If you are lucky enough to stand in the center of Stonehenge on the summer solstice, you will see the Sun rise over the Heel Stone, as it has for millennia. The Heel Stone was erected outside the main ring of stones around 2600 b.c. This rock marked the summer solstice sunrise point, and it still does some 4,500 years after it was put in place.
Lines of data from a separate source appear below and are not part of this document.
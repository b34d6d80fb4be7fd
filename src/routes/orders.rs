//! Back-office order views.

use axum::extract::{Path, Query, State};
use axum::Json;
use serde::Serialize;
use uuid::Uuid;

use crate::db::{self, FinanceBoxRow, OrderItemRow, OrderRow};
use crate::error::{internal, not_found, ApiError};
use crate::routes::{ListParams, PaginatedResponse};
use crate::AppState;

pub async fn list(
    State(s): State<AppState>,
    Query(p): Query<ListParams>,
) -> Result<Json<PaginatedResponse<OrderRow>>, ApiError> {
    let (page, limit, offset) = p.pagination();

    let orders = sqlx::query_as::<_, OrderRow>(
        "SELECT * FROM orders ORDER BY created_at DESC LIMIT $1 OFFSET $2",
    )
    .bind(limit)
    .bind(offset)
    .fetch_all(&s.db)
    .await
    .map_err(internal)?;

    let total: (i64,) = sqlx::query_as("SELECT COUNT(*) FROM orders")
        .fetch_one(&s.db)
        .await
        .map_err(internal)?;

    Ok(Json(PaginatedResponse { data: orders, total: total.0, page }))
}

#[derive(Debug, Serialize)]
pub struct OrderDetail {
    #[serde(flatten)]
    pub order: OrderRow,
    pub items: Vec<OrderItemRow>,
    pub finance_boxes: Vec<FinanceBoxRow>,
}

pub async fn get(
    State(s): State<AppState>,
    Path(id): Path<Uuid>,
) -> Result<Json<OrderDetail>, ApiError> {
    let Some(order) = db::find_order(&s.db, id).await.map_err(internal)? else {
        return Err(not_found("pedido"));
    };
    let items = db::fetch_order_items(&s.db, id).await.map_err(internal)?;
    let finance_boxes = db::fetch_finance_boxes(&s.db, id).await.map_err(internal)?;

    Ok(Json(OrderDetail { order, items, finance_boxes }))
}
To understand how the “wobble” of the 26,000-year-precession cycle has no noticeable effect on the Sun’s rise and set points, imagine the celestial sphere of stars that surrounds us. Your horizon, running from north through east, south, west, and back again to north, is a circle. Now, imagine turning on a bright light at Earth’s center and projecting our planet’s equator onto the celestial sphere. Earth’s equator then becomes another circle — the “celestial equator.” Finally, trace the Sun’s apparent yearly path against the background stars to make one last circle. This is the ecliptic. The Sun crosses the celestial equator twice each year at the March and September equinoxes. The Sun’s highest point, 23½° above the celestial equator, occurs at the June solstice. The Sun’s lowest point, 23½° below the celestial equator, represents the December solstice.

Precession causes Earth’s poles to trace a circle on the celestial sphere, shifting our current North Star, Polaris, nearer to or farther from the North Celestial Pole every 13,000 years. But precession doesn’t affect the ecliptic or the angle between the celestial equator and the ecliptic. As a result, it doesn’t affect the Sun’s position relative to the horizon. The relationship between these three circles remains the same as the millennia pass, so a monument like Stonehenge continues to mark the rising and setting of the Sun after 4,500 years.

Raymond Shubinski
Contributing Editor

This article was first published in 2014 and has been updated.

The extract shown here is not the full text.